Caicedo A, d'Aldin C, Puel J L, Eybalin M
INSERM U. 254, Laboratoire de Neurobiologie de l'Audition, CHU Hôpital St. Charles, Montpellier, France.
Anat Embryol (Berl). 1996 Nov;194(5):465-87. doi: 10.1007/BF00185994.
This study was intended to provide an overview of the distribution of calcium-binding proteins in the rodent auditory brainstem. We based our observations on immunohistochemical material obtained in the guinea pig, a species widely used in auditory research in which a mapping of calcium-binding proteins in the auditory brainstem is still missing. Differences in the amounts of these proteins throughout the auditory brainstem were further analyzed semiquantitatively. Parvalbumin was present in most neurons and their axon terminals throughout the ascending auditory brainstem. Nuclei that surround the main relay nuclei of the ascending auditory pathway lacked labeling. Calretinin staining was prominent in spherical and globular cells of the cochlear nucleus, in their axon terminals in the superior olivary complex, and in principal cells of the medial superior olive. Measures of optical densities showed that auditory neurons involved in sound localization had the highest calretinin labeling levels. Calbindin D-28k was present in cartwheel cells of the dorsal cochlear nucleus, in almost all neurons of the medial nucleus of the trapezoid body, and in globular cells in the ventral nucleus of the lateral lemniscus. The labeling patterns for calretinin and calbindin D-28k were non-overlapping throughout the auditory brainstem. This was also evident in the ventral nucleus of the lateral lemniscus where calbindin D-28k-immunoreactive terminals were found in the medial portion, while the calretinin-immunoreactive terminals were observed in the lateral portion. This study presents the first direct and comprehensive comparison of these three calcium-binding proteins in the auditory brainstem of a rodent. Each antibody yields a unique staining pattern that provides a basis for further defining neuronal populations. In addition, since their axons are also selectively stained, auditory nuclei can further be compartmentalized based on different terminal fields. These immunoreactivities have provided clues to the complex structure of the auditory brainstem.

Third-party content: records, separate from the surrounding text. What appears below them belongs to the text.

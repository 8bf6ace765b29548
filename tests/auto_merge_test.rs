use nalgebra::DMatrix;
use rand::{Rng, SeedableRng};
use rand_chacha::ChaCha8Rng;
use tempfile::tempdir;

use unit_merge::analyzer::{MemoryAnalyzer, Recording, UnitRecord};
use unit_merge::error::MergeError;
use unit_merge::knn::Feature;
use unit_merge::merge_graph::resolve_merge_groups;
use unit_merge::pipeline::{get_potential_auto_merge, run_stages, AutoMergeParams, StageKind};
use unit_merge::spike_train::SpikeTrain;
use unit_merge::template::Template;

const SEED: u64 = 42;
const FS: f64 = 30_000.0;
const NUM_SAMPLES: u64 = 30_000 * 600;
const DEAD_TIME: i64 = 60;

const CHANNEL_LOCATIONS: [[f64; 2]; 4] = [[0.0, 0.0], [0.0, 20.0], [0.0, 40.0], [0.0, 300.0]];

/// A negative spike-like waveform, weighted per channel.
fn template(weights: [f64; 4]) -> Template {
    Template::new(DMatrix::from_fn(30, 4, |s, c| {
        let dt = s as f64 - 15.0;
        -weights[c] * (-dt * dt / 4.0).exp()
    }))
}

fn spike_features(spike_train: &SpikeTrain, center: Feature, rng: &mut ChaCha8Rng) -> Vec<Feature> {
    (0..spike_train.num_spikes())
        .map(|_| [
            center[0] + rng.gen_range(-0.1..0.1),
            center[1] + rng.gen_range(-5.0..5.0),
            center[2] + rng.gen_range(-5.0..5.0),
        ])
        .collect()
}

fn split_randomly(spike_train: &SpikeTrain, rng: &mut ChaCha8Rng) -> (SpikeTrain, SpikeTrain) {
    let (first, second): (Vec<i64>, Vec<i64>) =
        spike_train.samples().iter().partition(|_| rng.gen_bool(0.5));
    (SpikeTrain::build(&first), SpikeTrain::build(&second))
}

/// Units a and b are the two halves of a randomly split neuron, unit c is an unrelated neuron
/// with a 10 times larger template on a distant channel.
fn split_neuron_recording() -> Recording {
    let mut rng = ChaCha8Rng::seed_from_u64(SEED);
    let neuron = SpikeTrain::rand_poisson(50.0, DEAD_TIME, FS, NUM_SAMPLES, &mut rng).unwrap();
    let (half_a, half_b) = split_randomly(&neuron, &mut rng);
    let other = SpikeTrain::rand_poisson(20.0, DEAD_TIME, FS, NUM_SAMPLES, &mut rng).unwrap();

    let features_a = spike_features(&half_a, [-1.0, 0.0, 0.0], &mut rng);
    let features_b = spike_features(&half_b, [-1.0, 0.0, 0.0], &mut rng);
    let features_c = spike_features(&other, [-10.0, 0.0, 300.0], &mut rng);

    Recording::new(
        FS,
        NUM_SAMPLES,
        vec![
            UnitRecord::new("a", half_a)
                .with_template(template([1.0, 0.5, 0.2, 0.0]))
                .with_spike_features(features_a),
            UnitRecord::new("b", half_b)
                .with_template(template([1.0, 0.5, 0.2, 0.0]))
                .with_spike_features(features_b),
            UnitRecord::new("c", other)
                .with_template(template([0.0, 0.0, 0.5, 10.0]))
                .with_spike_features(features_c),
        ],
    )
    .with_channel_locations(CHANNEL_LOCATIONS.to_vec())
}

fn analyzer(recording: Recording) -> MemoryAnalyzer {
    MemoryAnalyzer::from_recording(recording).unwrap()
}

fn pair(a: &str, b: &str) -> (String, String) {
    (a.to_string(), b.to_string())
}

fn steps(names: &[&str]) -> Option<Vec<String>> {
    Some(names.iter().map(|name| name.to_string()).collect())
}

#[test]
fn test_split_neuron_is_merged() {
    let analyzer = analyzer(split_neuron_recording());
    let params = AutoMergeParams {
        extra_outputs: true,
        ..AutoMergeParams::default()
    };
    let proposal = get_potential_auto_merge(&analyzer, &params).unwrap();
    assert_eq!(proposal.pairs, vec![pair("a", "b")]);

    let diagnostics = proposal.diagnostics.unwrap();
    let distances = diagnostics.unit_distances.unwrap();
    assert_eq!(distances[(0, 1)], 0.0);
    assert_eq!(distances[(0, 2)], 300.0);
    assert!(diagnostics.templates_diff.unwrap()[(0, 1)] < 1e-9);
    assert!(diagnostics.correlogram_diff.unwrap()[(0, 1)] < 0.16);
    assert_eq!(diagnostics.win_sizes.unwrap().len(), 3);
    assert_eq!(diagnostics.pairs_decreased_score, Some(vec![]));
}

#[test]
fn test_split_neuron_with_other_presets() {
    let analyzer = analyzer(split_neuron_recording());

    for preset in ["lussac", "knn"] {
        let params = AutoMergeParams {
            preset: Some(preset.to_string()),
            ..AutoMergeParams::default()
        };
        let proposal = get_potential_auto_merge(&analyzer, &params).unwrap();
        assert_eq!(proposal.pairs, vec![pair("a", "b")], "preset {}", preset);
    }

    // Both halves are present throughout the recording, which is not a temporal split
    let params = AutoMergeParams {
        preset: Some("temporal_splits".to_string()),
        ..AutoMergeParams::default()
    };
    assert!(get_potential_auto_merge(&analyzer, &params).unwrap().pairs.is_empty());
}

#[test]
fn test_temporal_split_is_merged() {
    let mut rng = ChaCha8Rng::seed_from_u64(SEED);
    let neuron = SpikeTrain::rand_poisson(30.0, DEAD_TIME, FS, NUM_SAMPLES, &mut rng).unwrap();
    let (first, second): (Vec<i64>, Vec<i64>) = neuron
        .samples()
        .iter()
        .partition(|&&t| t < NUM_SAMPLES as i64 / 2);

    let recording = Recording::new(
        FS,
        NUM_SAMPLES,
        vec![
            UnitRecord::new("early", SpikeTrain::build(&first)).with_template(template([1.0, 0.5, 0.2, 0.0])),
            UnitRecord::new("late", SpikeTrain::build(&second)).with_template(template([1.0, 0.5, 0.2, 0.0])),
        ],
    )
    .with_channel_locations(CHANNEL_LOCATIONS.to_vec());
    let analyzer = analyzer(recording);

    let params = AutoMergeParams {
        steps: steps(&[
            "min_spikes",
            "remove_contaminated",
            "unit_positions",
            "template_similarity",
            "presence_distance",
            "check_increase_score",
        ]),
        extra_outputs: true,
        ..AutoMergeParams::default()
    };
    let proposal = get_potential_auto_merge(&analyzer, &params).unwrap();
    assert_eq!(proposal.pairs, vec![pair("early", "late")]);
    // The two halves are about 300 s apart
    let distances = proposal.diagnostics.unwrap().presence_distances.unwrap();
    assert!((distances[(0, 1)] - 300.0).abs() < 10.0);
}

#[test]
fn test_contaminating_merge_is_rejected() {
    let mut rng = ChaCha8Rng::seed_from_u64(SEED);
    let neuron = SpikeTrain::rand_poisson(20.0, DEAD_TIME, FS, NUM_SAMPLES - 100, &mut rng).unwrap();
    // The same spikes 0.5 ms later: after the censored period but within the refractory period
    let echo: Vec<i64> = neuron.samples().iter().map(|t| t + 15).collect();

    let recording = Recording::new(
        FS,
        NUM_SAMPLES,
        vec![
            UnitRecord::new("a", neuron).with_template(template([1.0, 0.5, 0.2, 0.0])),
            UnitRecord::new("b", SpikeTrain::build(&echo)).with_template(template([1.0, 0.5, 0.2, 0.0])),
        ],
    )
    .with_channel_locations(CHANNEL_LOCATIONS.to_vec());
    let analyzer = analyzer(recording);

    let earlier_stages = ["min_spikes", "remove_contaminated", "unit_positions", "template_similarity"];
    let params = AutoMergeParams {
        steps: steps(&earlier_stages),
        ..AutoMergeParams::default()
    };
    assert_eq!(
        get_potential_auto_merge(&analyzer, &params).unwrap().pairs,
        vec![pair("a", "b")]
    );

    let mut all_stages = earlier_stages.to_vec();
    all_stages.push("check_increase_score");
    let params = AutoMergeParams {
        steps: steps(&all_stages),
        extra_outputs: true,
        ..AutoMergeParams::default()
    };
    let proposal = get_potential_auto_merge(&analyzer, &params).unwrap();
    assert!(proposal.pairs.is_empty());

    let diagnostics = proposal.diagnostics.unwrap();
    assert_eq!(diagnostics.pairs_decreased_score, Some(vec![pair("a", "b")]));
    assert!(diagnostics.merged_scores.unwrap()[(0, 1)] < 0.0);
}

#[test]
fn test_determinism() {
    let params = AutoMergeParams {
        extra_outputs: true,
        ..AutoMergeParams::default()
    };
    let first = get_potential_auto_merge(&analyzer(split_neuron_recording()), &params).unwrap();
    let second = get_potential_auto_merge(&analyzer(split_neuron_recording()), &params).unwrap();

    assert_eq!(first.pairs, second.pairs);
    // Scores which were not computed are NaN, compare their serialized form
    assert_eq!(
        serde_json::to_string(&first.diagnostics).unwrap(),
        serde_json::to_string(&second.diagnostics).unwrap()
    );
}

#[test]
fn test_candidates_only_shrink() {
    let analyzer = analyzer(split_neuron_recording());
    let params = AutoMergeParams::default();
    let stages: Vec<_> = StageKind::ALL.iter().map(|&kind| params.stage(kind)).collect();

    let (pairs, diagnostics) = run_stages(&analyzer, &stages).unwrap();
    assert_eq!(diagnostics.stages.len(), StageKind::ALL.len());
    assert_eq!(diagnostics.stages[0].candidates_before, 3);
    for report in diagnostics.stages.iter() {
        assert!(report.candidates_after <= report.candidates_before);
    }
    for reports in diagnostics.stages.windows(2) {
        assert_eq!(reports[1].candidates_before, reports[0].candidates_after);
    }
    assert_eq!(pairs.len(), diagnostics.stages.last().unwrap().candidates_after);
}

#[test]
fn test_pairs_are_not_duplicated() {
    let recording = Recording::new(
        FS,
        NUM_SAMPLES,
        (0..5)
            .map(|u| UnitRecord::new(format!("u{}", u), SpikeTrain::build(&[0, 1_000])).with_location([0.0, 0.0]))
            .collect(),
    );
    let analyzer = analyzer(recording);
    let params = AutoMergeParams {
        steps: steps(&["unit_positions"]),
        ..AutoMergeParams::default()
    };
    let pairs = get_potential_auto_merge(&analyzer, &params).unwrap().pairs;
    assert_eq!(pairs.len(), 10);
    for (a, b) in pairs.iter() {
        assert_ne!(a, b);
        assert!(!pairs.contains(&(b.clone(), a.clone())));
    }

    let groups = resolve_merge_groups(&["u0", "u1", "u2", "u3", "u4"].map(String::from), &pairs).unwrap();
    assert_eq!(groups.len(), 1);
    assert_eq!(groups[0].len(), 5);
}

#[test]
fn test_precomputed_template_similarity() {
    let units = ["a", "b", "c"]
        .iter()
        .map(|id| UnitRecord::new(*id, SpikeTrain::build(&[0, 1_000])))
        .collect();
    let recording = Recording {
        template_similarity: Some(vec![
            vec![1.0, 0.9, 0.5],
            vec![0.9, 1.0, 0.6],
            vec![0.5, 0.6, 1.0],
        ]),
        ..Recording::new(FS, NUM_SAMPLES, units)
    };
    let params = AutoMergeParams {
        steps: steps(&["template_similarity"]),
        extra_outputs: true,
        ..AutoMergeParams::default()
    };
    let proposal = get_potential_auto_merge(&analyzer(recording), &params).unwrap();
    assert_eq!(proposal.pairs, vec![pair("a", "b")]);

    let templates_diff = proposal.diagnostics.unwrap().templates_diff.unwrap();
    assert!((templates_diff[(0, 1)] - 0.1).abs() < 1e-12);
    assert!((templates_diff[(0, 2)] - 0.5).abs() < 1e-12);
    assert!((templates_diff[(1, 2)] - 0.4).abs() < 1e-12);
}

#[test]
fn test_sparse_templates_without_common_channel() {
    let recording = Recording::new(
        FS,
        NUM_SAMPLES,
        vec![
            UnitRecord::new("a", SpikeTrain::build(&[0, 1_000]))
                .with_template(template([1.0, 0.5, 0.2, 0.0]))
                .with_sparsity(vec![true, true, false, false]),
            UnitRecord::new("b", SpikeTrain::build(&[0, 1_000]))
                .with_template(template([0.0, 0.0, 0.5, 10.0]))
                .with_sparsity(vec![false, false, true, true]),
            UnitRecord::new("c", SpikeTrain::build(&[0, 1_000]))
                .with_template(template([1.0, 0.5, 0.2, 0.0]))
                .with_sparsity(vec![true, true, true, false]),
        ],
    );
    let params = AutoMergeParams {
        steps: steps(&["template_similarity"]),
        num_channels: None,
        extra_outputs: true,
        ..AutoMergeParams::default()
    };
    let proposal = get_potential_auto_merge(&analyzer(recording), &params).unwrap();
    assert_eq!(proposal.pairs, vec![pair("a", "c")]);

    let templates_diff = proposal.diagnostics.unwrap().templates_diff.unwrap();
    assert_eq!(templates_diff[(0, 1)], 1.0);
    assert!(templates_diff[(0, 2)] < 1e-9);
}

#[test]
fn test_configuration_errors() {
    let analyzer = analyzer(split_neuron_recording());

    let params = AutoMergeParams {
        steps: steps(&["min_spikes", "bogus"]),
        ..AutoMergeParams::default()
    };
    assert_eq!(
        get_potential_auto_merge(&analyzer, &params),
        Err(MergeError::UnknownStage("bogus".to_string()))
    );

    let params = AutoMergeParams {
        preset: Some("everything".to_string()),
        ..AutoMergeParams::default()
    };
    assert_eq!(
        get_potential_auto_merge(&analyzer, &params),
        Err(MergeError::UnknownPreset("everything".to_string()))
    );

    // Without templates, unit locations cannot be estimated
    let bare = Recording::new(
        FS,
        NUM_SAMPLES,
        vec![
            UnitRecord::new("a", SpikeTrain::build(&[0, 1_000])),
            UnitRecord::new("b", SpikeTrain::build(&[500])),
        ],
    );
    assert!(matches!(
        get_potential_auto_merge(&MemoryAnalyzer::from_recording(bare).unwrap(), &AutoMergeParams::default()),
        Err(MergeError::MissingExtension(_))
    ));
}

#[test]
fn test_json_round_trips() {
    let dir = tempdir().unwrap();

    let params = AutoMergeParams {
        minimum_spikes: 50,
        num_channels: None,
        preset: Some("lussac".to_string()),
        ..AutoMergeParams::default()
    };
    let params_path = dir.path().join("params.json");
    params.save_to(&params_path).unwrap();
    assert_eq!(AutoMergeParams::load_from(&params_path).unwrap(), params);

    let recording = split_neuron_recording();
    let recording_path = dir.path().join("recording.json");
    recording.save_to(&recording_path).unwrap();
    let loaded = Recording::load_from(&recording_path).unwrap();
    assert_eq!(loaded.units.len(), 3);
    for (unit, original) in loaded.units.iter().zip(recording.units.iter()) {
        assert_eq!(unit.id, original.id);
        assert_eq!(unit.spike_train, original.spike_train);
    }

    let loaded = MemoryAnalyzer::load_from(&recording_path).unwrap();
    let proposal = get_potential_auto_merge(&loaded, &params).unwrap();
    assert_eq!(proposal.pairs, vec![pair("a", "b")]);

    assert!(matches!(
        AutoMergeParams::load_from(dir.path().join("missing.json")),
        Err(MergeError::IOError(_))
    ));
}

本研究旨在概述啮齿动物听觉脑干中钙结合蛋白的分布情况。我们的观察基于在豚鼠身上获得的免疫组化材料,豚鼠是听觉研究中广泛使用的一种物种,目前仍缺乏对其听觉脑干中钙结合蛋白的图谱研究。我们进一步对这些蛋白在整个听觉脑干中的含量差异进行了半定量分析。小白蛋白存在于整个听觉脑干上行通路的大多数神经元及其轴突终末中。围绕听觉上行通路主要中继核的核团未被标记。钙视网膜蛋白染色在耳蜗核的球状和球囊状细胞、它们在上橄榄复合体中的轴突终末以及内侧上橄榄核的主细胞中较为突出。光密度测量结果显示,参与声音定位的听觉神经元的钙视网膜蛋白标记水平最高。钙结合蛋白D - 28k存在于背侧耳蜗核的车轮状细胞、斜方体内侧核的几乎所有神经元以及外侧丘系腹侧核的球囊状细胞中。在整个听觉脑干中,钙视网膜蛋白和钙结合蛋白D - 28k的标记模式并不重叠。这在外侧丘系腹侧核中也很明显,在该核的内侧部分发现了钙结合蛋白D - 28k免疫反应性终末,而在外侧部分观察到了钙视网膜蛋白免疫反应性终末。本研究首次对啮齿动物听觉脑干中的这三种钙结合蛋白进行了直接而全面的比较。每种抗体都产生独特的染色模式,为进一步界定神经元群体提供了依据。此外,由于它们的轴突也被选择性染色,因此可以根据不同的终末场进一步划分听觉核团。这些免疫反应性为听觉脑干的复杂结构提供了线索。